Our finding that the odds of white veterans dying by suicide are approximately twice those of non-white veterans is commensurate with prior research.35,41 Similarly, though less well-studied, service connected disability status has been shown to be protective as well, presumably by increasing access to healthcare services by decreasing out of pocket costs.5,42,43

We found that PTSD diagnosis was not associated with suicide. Evidence syntheses have shown mixed findings for linking PTSD to suicide among veteran and military populations.15 Some studies have suggested that PTSD treatment may attenuate the relationship between PTSD diagnosis and risk of suicide.44 Methodological differences in assigning PTSD status may also explain some of these mixed findings (e.g., using PTSD screens rather than ICD diagnosis codes45). Neither did we find relationships between pain diagnoses and suicide. While Ilgen et al.46 recently showed a relationship between pain diagnoses and suicide, this relationship may manifest over years—in our study, we examined only the 6 months prior to death. We note that the models used in most of these prior studies have generally not adjusted for several variables included in our study, including functional decline and psychosocial context.

There are several important limitations. Differences in mortality-reporting processes across states and misclassification of veteran status have the potential to affect our estimates; however, our approach of specifically linking death certificate data to CDW to identify individuals who actually received care in VA should minimize misclassification effects.
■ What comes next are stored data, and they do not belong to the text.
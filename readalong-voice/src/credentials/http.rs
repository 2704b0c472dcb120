use std::sync::Arc;

use axum::{
    extract::{rejection::JsonRejection, State},
    response::Json,
    routing::post,
    Router,
};
use tracing::debug;

use crate::credentials::error::{CredentialError, CredentialResult};
use crate::credentials::issuer::CredentialIssuer;
use crate::credentials::types::{CredentialRequest, EphemeralCredential};

/// Issuance routes: `POST /credentials`
pub fn credential_routes(issuer: Arc<dyn CredentialIssuer>) -> Router {
    Router::new()
        .route("/credentials", post(issue_credential))
        .with_state(issuer)
}

async fn issue_credential(
    State(issuer): State<Arc<dyn CredentialIssuer>>,
    payload: Result<Json<CredentialRequest>, JsonRejection>,
) -> CredentialResult<Json<EphemeralCredential>> {
    let Json(request) = payload.map_err(|e| {
        debug!(error = %e, "Rejected credential request body");
        CredentialError::InvalidRequest(e.body_text())
    })?;

    let credential = issuer.issue(request).await?;
    Ok(Json(credential))
}
//! HTTP adapter: exposes availability search over REST.
//!
//! Every request runs its own browser session through the shared
//! [`SearchOrchestrator`]; failures are rendered with the status and body
//! carried by [`AppError`].

use crate::browser::BrowserDriver;
use crate::error::AppError;
use crate::fasthotel::{AccommodationListing, SearchOrchestrator};
use crate::validation::{ValidationErrors, ValidationIssue};
use axum::extract::rejection::JsonRejection;
use axum::extract::State;
use axum::http::StatusCode;
use axum::response::{IntoResponse, Response};
use axum::routing::{get, post};
use axum::{Json, Router};
use serde::Deserialize;
use serde_json::{json, Value};
use std::sync::Arc;
use tower_http::cors::{Any, CorsLayer};

/// Body of `POST /search`. Absent fields are reported by validation.
#[derive(Debug, Default, Deserialize)]
pub struct SearchBody {
    #[serde(default)]
    pub checkin: Option<String>,
    #[serde(default)]
    pub checkout: Option<String>,
}

impl IntoResponse for AppError {
    fn into_response(self) -> Response {
        let status = StatusCode::from_u16(self.status).unwrap_or(StatusCode::INTERNAL_SERVER_ERROR);
        (status, Json(self.body())).into_response()
    }
}

/// An unreadable body is reported like any other invalid request.
fn body_rejected(rejection: JsonRejection) -> AppError {
    let issue = ValidationIssue {
        path: "body".to_string(),
        message: rejection.body_text(),
        code: "invalid_json".to_string(),
    };
    ValidationErrors(vec![issue]).into()
}

/// Build the axum Router with all endpoints.
pub fn router<D: BrowserDriver + 'static>(state: Arc<SearchOrchestrator<D>>) -> Router {
    let cors = CorsLayer::new().allow_origin(Any).allow_methods(Any).allow_headers(Any);

    Router::new()
        .route("/", get(greeting))
        .route("/health", get(health))
        .route("/search", post(search::<D>))
        .layer(cors)
        .with_state(state)
}

/// Start the HTTP server on the given port.
pub async fn start<D: BrowserDriver + 'static>(port: u16, state: Arc<SearchOrchestrator<D>>) -> anyhow::Result<()> {
    let app = router(state);
    let addr = std::net::SocketAddr::from(([0, 0, 0, 0], port));
    tracing::info!("Listening on http://{addr}");

    let listener = tokio::net::TcpListener::bind(addr).await?;
    axum::serve(listener, app).await?;
    Ok(())
}

async fn greeting() -> &'static str {
    "Hello from fasthotel-search!"
}

async fn health() -> Json<Value> {
    Json(json!({ "status": "ok" }))
}

async fn search<D: BrowserDriver + 'static>(
    State(state): State<Arc<SearchOrchestrator<D>>>,
    body: Result<Json<SearchBody>, JsonRejection>,
) -> Result<Json<Vec<AccommodationListing>>, AppError> {
    let Json(body) = body.map_err(body_rejected)?;
    let listings = state.search_fields(body.checkin.as_deref(), body.checkout.as_deref()).await?;
    Ok(Json(listings))
}

#[cfg(test)]
mod tests {
    use super::*;
    use crate::browser::testing::{MockDriver, PageScript, StaticResponse};
    use crate::config::Config;
    use crate::error::ErrorCode;
    use chrono::{Days, Utc};
    use std::time::Duration;

    const ROOM: &str = r#"<section data-name="acomodacoes">
        <div class="row borda-cor" data-codigo="3">
          <h3 data-campo="titulo">Luxo Vista Mar</h3>
          <div class="row tarifa"><h4 data-campo="nome">Pacote Réveillon</h4><b data-campo="valor">R$ 1.200,00</b></div>
        </div>
      </section>"#;

    fn state(script: PageScript) -> Arc<SearchOrchestrator<MockDriver>> {
        Arc::new(SearchOrchestrator::new(MockDriver::new(script), Config::default()).unwrap())
    }

    fn page() -> PageScript {
        PageScript {
            navigation_delay: Duration::from_millis(100),
            selector_found: true,
            html: ROOM.to_string(),
            ..PageScript::default()
        }
    }

    fn body(checkin_in: u64, checkout_in: u64) -> SearchBody {
        let today = Utc::now().date_naive();
        let day = |n| today.checked_add_days(Days::new(n)).unwrap().format("%Y-%m-%d").to_string();
        SearchBody { checkin: Some(day(checkin_in)), checkout: Some(day(checkout_in)) }
    }

    #[tokio::test]
    async fn test_greeting_and_health() {
        assert!(greeting().await.contains("fasthotel-search"));
        assert_eq!(health().await.0["status"], "ok");
    }

    #[tokio::test(start_paused = true)]
    async fn test_search_returns_listings() {
        let Json(listings) = search(State(state(page())), Ok(Json(body(3, 4)))).await.unwrap();

        assert_eq!(listings.len(), 1);
        assert_eq!(listings[0].name, "Luxo Vista Mar");
        assert_eq!(listings[0].price, "R$ 1.200,00");
        assert_eq!(listings[0].description, "Description not found");
    }

    #[tokio::test(start_paused = true)]
    async fn test_missing_fields_are_bad_request() {
        let err = search(State(state(page())), Ok(Json(SearchBody::default()))).await.unwrap_err();
        assert_eq!(err.code, ErrorCode::ValidationError);

        let response = err.into_response();
        assert_eq!(response.status(), StatusCode::BAD_REQUEST);
    }

    #[tokio::test(start_paused = true)]
    async fn test_reservation_failure_keeps_upstream_status() {
        let script = PageScript {
            during_navigation: vec![StaticResponse::quote(429, r#"{"status":"error","error":"Too many requests"}"#)],
            ..page()
        };

        let err = search(State(state(script)), Ok(Json(body(3, 4)))).await.unwrap_err();
        assert_eq!(err.message, "Too many requests");
        assert_eq!(err.into_response().status(), StatusCode::TOO_MANY_REQUESTS);
    }

    async fn rejected(content_type: &str, payload: &'static str) -> JsonRejection {
        use axum::extract::FromRequest;

        let request = axum::http::Request::builder()
            .method("POST")
            .uri("/search")
            .header("content-type", content_type)
            .body(axum::body::Body::from(payload))
            .unwrap();
        Json::<SearchBody>::from_request(request, &()).await.unwrap_err()
    }

    #[tokio::test(start_paused = true)]
    async fn test_malformed_json_is_validation_error() {
        let err = search(State(state(page())), Err(rejected("application/json", "{\"checkin\": ").await))
            .await
            .unwrap_err();

        assert_eq!(err.code, ErrorCode::ValidationError);
        assert_eq!(err.message, "Request validation failed");
        let details = err.details.clone().unwrap();
        assert_eq!(details[0]["path"], "body");
        assert_eq!(details[0]["code"], "invalid_json");
        assert_eq!(err.into_response().status(), StatusCode::BAD_REQUEST);
    }

    #[tokio::test(start_paused = true)]
    async fn test_missing_content_type_is_validation_error() {
        let driver = MockDriver::new(page());
        let recorder = Arc::clone(&driver.recorder);
        let state = Arc::new(SearchOrchestrator::new(driver, Config::default()).unwrap());

        let err = search(State(state), Err(rejected("text/plain", "{}").await)).await.unwrap_err();

        assert_eq!(err.code, ErrorCode::ValidationError);
        assert_eq!(recorder.launches(), 0);
    }

    #[test]
    fn test_out_of_range_status_falls_back_to_500() {
        let err = AppError::new(ErrorCode::SearchServiceError, "boom").with_status(42);
        assert_eq!(err.into_response().status(), StatusCode::INTERNAL_SERVER_ERROR);
    }

    #[test]
    fn test_search_body_accepts_partial_json() {
        let body: SearchBody = serde_json::from_str(r#"{"checkin":"2030-01-01"}"#).unwrap();
        assert_eq!(body.checkin.as_deref(), Some("2030-01-01"));
        assert!(body.checkout.is_none());
    }

    #[test]
    fn test_router_builds() {
        let _ = router(state(page()));
    }
}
While we did not use a national sample, our sample does appear to be nationally representative with respect to VA healthcare users. We did not have access to patient-level measures. Instead, our data were highly dependent on the accuracy and extent of clinician and staff documentation in the medical record. We also note that there were too few women veterans (n = 24), veterans of Iraq and Afghanistan wars (n = 10), and veterans with diagnoses of traumatic brain injury (n = 5) to examine these factors in our multivariable analyses; however, data sets using expanded years are currently being analyzed to examine suicide risk among these groups in more depth. Finally, exploration for interaction effects among predictors was beyond the scope of this study—such analysis has potential to provide additional information on how various factors might compound to confer risk, which would be critical to emerging risk-profiling efforts.31

This project demonstrates the value of Health Services Research & Development investigators collaborating with VA Operations partners to address issues of key importance to the VA and the nation in a timely fashion. This collaboration enabled the investigators to study one of the first nationally representative case–control data sets of veterans who died by suicide after receiving VA healthcare. The original plan for this project involved the investigators establishing data use agreements with individual states, which would have been a very complex and lengthy process. Instead, VA Operations partners facilitated sharing of data in a way that greatly enhanced efficiency. In turn, the investigators are now able to contribute these findings to the field, which may help shape VA policy and priorities. Preliminary results of this and related work were discussed at a summit of VA suicide prevention researchers that took place last year. In addition, since this collaboration began, several of the investigators have worked with representatives from VA Mental Health Services, the VISN-2 Center of Excellence, and other VA operations leaders through additional meetings and presentations on suicide research, and workgroups dedicated to shaping strategic planning for VA mental health.